WirtschaftsWoche: Frau Jeschke, Sie engagieren sich als Gründungsmitglied des neuen CxO-Wirtschaftsbeirats der Friedrich-Alexander-Universität Erlangen-Nürnberg (FAU). Warum?
Sabina Jeschke: In Deutschland ist die Durchlässigkeit zwischen Wirtschaft und Wissenschaft nur schwach ausgeprägt. Zwar gehen Menschen nach der Promotion erst in Unternehmen und werden später Professoren. Umgekehrt aber sehen wir nur selten Professoren, die in die Wirtschaft gehen. In den USA zum Beispiel gibt es einen viel regeren Wechsel – da werden Professoren Vorstände und umgekehrt. Das befruchtet beide Bereiche. Diesen Austausch will ich auch für Deutschland vorantreiben.

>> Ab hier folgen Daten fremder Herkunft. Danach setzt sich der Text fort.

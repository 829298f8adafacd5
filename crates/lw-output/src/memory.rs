//! In-memory sink — keeps every record for later inspection.

use lw_core::ObserverId;

use crate::sink::EventSink;
use crate::{EventKind, EventRecord, OutputError, OutputResult};

/// Collects records in a `Vec`, in write order.
#[derive(Debug, Default)]
pub struct MemorySink {
    records:  Vec<EventRecord>,
    prologs:  Vec<ObserverId>,
    finished: bool,
}

impl MemorySink {
    pub fn new() -> Self {
        Self::default()
    }

    pub fn records(&self) -> &[EventRecord] {
        &self.records
    }

    /// Records of one kind, in write order.
    pub fn of_kind(&self, kind: EventKind) -> impl Iterator<Item = &EventRecord> {
        self.records.iter().filter(move |r| r.kind == kind)
    }

    /// Records written by one detector, in write order.
    pub fn for_detector<'a>(&'a self, detector: &'a str) -> impl Iterator<Item = &'a EventRecord> {
        self.records.iter().filter(move |r| r.detector.as_str() == detector)
    }

    /// Detector ids that announced themselves via `write_prolog`.
    pub fn prologs(&self) -> &[ObserverId] {
        &self.prologs
    }

    pub fn is_finished(&self) -> bool {
        self.finished
    }
}

impl EventSink for MemorySink {
    fn write_prolog(&mut self, detector: &ObserverId) -> OutputResult<()> {
        self.prologs.push(detector.clone());
        Ok(())
    }

    fn write_event(&mut self, record: &EventRecord) -> OutputResult<()> {
        if self.finished {
            return Err(OutputError::Finished);
        }
        self.records.push(record.clone());
        Ok(())
    }

    fn finish(&mut self) -> OutputResult<()> {
        self.finished = true;
        Ok(())
    }
}
//! Simulation time model.
//!
//! # Design
//!
//! Time advances in discrete steps.  The canonical counter is the integer
//! `Step`; the mapping to simulated seconds is held in `StepClock`:
//!
//!   step_start = begin_secs + step * step_length_secs
//!   step_end   = step_start + step_length_secs
//!
//! Notifications delivered during a step describe motion over the half-open
//! window `[step_start, step_end)`.  Observers that need sub-step precision
//! (induction loops) interpolate inside that window; everything else only
//! ever sees step boundaries.

use std::fmt;

use crate::{LwError, LwResult};

// ── Step ──────────────────────────────────────────────────────────────────────

/// An absolute simulation step counter.
#[derive(Copy, Clone, PartialEq, Eq, PartialOrd, Ord, Hash, Debug, Default)]
#[cfg_attr(feature = "serde", derive(serde::Serialize, serde::Deserialize))]
pub struct Step(pub u64);

impl Step {
    pub const ZERO: Step = Step(0);

    /// Return the step `n` steps after `self`.
    #[inline]
    pub fn offset(self, n: u64) -> Step {
        Step(self.0 + n)
    }
}

impl std::ops::Add<u64> for Step {
    type Output = Step;
    #[inline]
    fn add(self, rhs: u64) -> Step {
        Step(self.0 + rhs)
    }
}

impl std::ops::Sub for Step {
    type Output = u64;
    #[inline]
    fn sub(self, rhs: Step) -> u64 {
        self.0 - rhs.0
    }
}

impl fmt::Display for Step {
    fn fmt(&self, f: &mut fmt::Formatter<'_>) -> fmt::Result {
        write!(f, "S{}", self.0)
    }
}

// ── StepClock ─────────────────────────────────────────────────────────────────

/// Converts between step counts and simulated seconds.
#[derive(Clone, Debug)]
pub struct StepClock {
    /// Simulated time (seconds) at the start of step 0.
    pub begin_secs: f64,
    /// Length of one step in seconds.
    pub step_length_secs: f64,
    /// The step currently being processed, advanced by `StepClock::advance()`.
    pub current_step: Step,
}

impl StepClock {
    pub fn new(begin_secs: f64, step_length_secs: f64) -> Self {
        Self {
            begin_secs,
            step_length_secs,
            current_step: Step::ZERO,
        }
    }

    /// Advance the clock by one step.
    #[inline]
    pub fn advance(&mut self) {
        self.current_step = Step(self.current_step.0 + 1);
    }

    /// Simulated time at the start of `step`.
    #[inline]
    pub fn time_of(&self, step: Step) -> f64 {
        self.begin_secs + step.0 as f64 * self.step_length_secs
    }

    /// Start of the current step's window.
    #[inline]
    pub fn step_start_secs(&self) -> f64 {
        self.time_of(self.current_step)
    }

    /// End of the current step's window.
    #[inline]
    pub fn step_end_secs(&self) -> f64 {
        self.time_of(self.current_step + 1)
    }
}

impl fmt::Display for StepClock {
    fn fmt(&self, f: &mut fmt::Formatter<'_>) -> fmt::Result {
        write!(f, "{} (t={:.2}s)", self.current_step, self.step_start_secs())
    }
}

// ── SimConfig ─────────────────────────────────────────────────────────────────

/// Top-level run configuration.
///
/// Typically deserialized by the application (feature `serde`) and handed to
/// the motion source.
#[derive(Clone, Debug, PartialEq)]
#[cfg_attr(feature = "serde", derive(serde::Serialize, serde::Deserialize))]
pub struct SimConfig {
    /// Simulated time of step 0 in seconds.
    pub begin_secs: f64,

    /// Seconds per step.  Must be positive.
    pub step_length_secs: f64,

    /// Total steps to simulate.
    pub total_steps: u64,

    /// Master RNG seed.  The same seed always produces identical results.
    pub seed: u64,
}

impl Default for SimConfig {
    fn default() -> Self {
        Self {
            begin_secs:       0.0,
            step_length_secs: 1.0,
            total_steps:      3_600,
            seed:             42,
        }
    }
}

impl SimConfig {
    /// The step at which the simulation ends (exclusive upper bound).
    #[inline]
    pub fn end_step(&self) -> Step {
        Step(self.total_steps)
    }

    /// Construct a `StepClock` pre-configured for this run.
    pub fn make_clock(&self) -> StepClock {
        StepClock::new(self.begin_secs, self.step_length_secs)
    }

    /// Reject configurations the step loop cannot run.
    pub fn validate(&self) -> LwResult<()> {
        if !(self.step_length_secs.is_finite() && self.step_length_secs > 0.0) {
            return Err(LwError::Config(format!(
                "step length must be positive, got {}",
                self.step_length_secs
            )));
        }
        if !self.begin_secs.is_finite() {
            return Err(LwError::Config("begin time must be finite".into()));
        }
        Ok(())
    }
}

Warum funktioniert das hier bislang noch nicht?
Wer in der Wirtschaft tätig war, dem wird meist eine Honorarprofessur angeboten, wo er in der Lehre wirkt und einige Vorlesungen hält. Aber macht das Sinn, wenn ein Vorstand zwei Semesterwochenstunden unterrichtet? Liegt hier das maximale Potential einer Kooperation zwischen einer Universität und einem ehemaligen Geschäftsführer? Viel sinnvoller ist es, eine Form zu finden, wie man dessen Marktkenntnisse und tiefe Netzwerke in das Universitätsleben einbringt. Umgekehrt erschwert das deutsche Beamtenrecht den Wechsel aus der Professur in die Wirtschaft: Professoren haben unbefristete Verträge und erhalten eine gute Altersvorsorge, die sie bei einem Wechsel in großen Teilen verlieren, auch die bereits erworbenen Ansprüche. Man braucht schon eine ausgeprägte Risikobereitschaft, um einen solchen Schritt zu gehen.

Was ist das Ziel des Wirtschaftsbeirats an der FAU?
Wir wollen eine neue Form finden, wie wir ehemalige Vorstände und Geschäftsführer in die Universität integrieren, aber eben nicht mit einem Schwerpunkt auf die Lehre. Im CxO-Council der FAU bilden Persönlichkeiten aus Industrie und Gesellschaft einen Link zwischen Wissenschaft und Wirtschaft, Nachwuchs und Arbeitgebenden. Die Mitglieder des CxO-Councils sollen ihre Netzwerke in die Universität einbringen und bei der strategischen Weiterentwicklung der Universität unterstützen.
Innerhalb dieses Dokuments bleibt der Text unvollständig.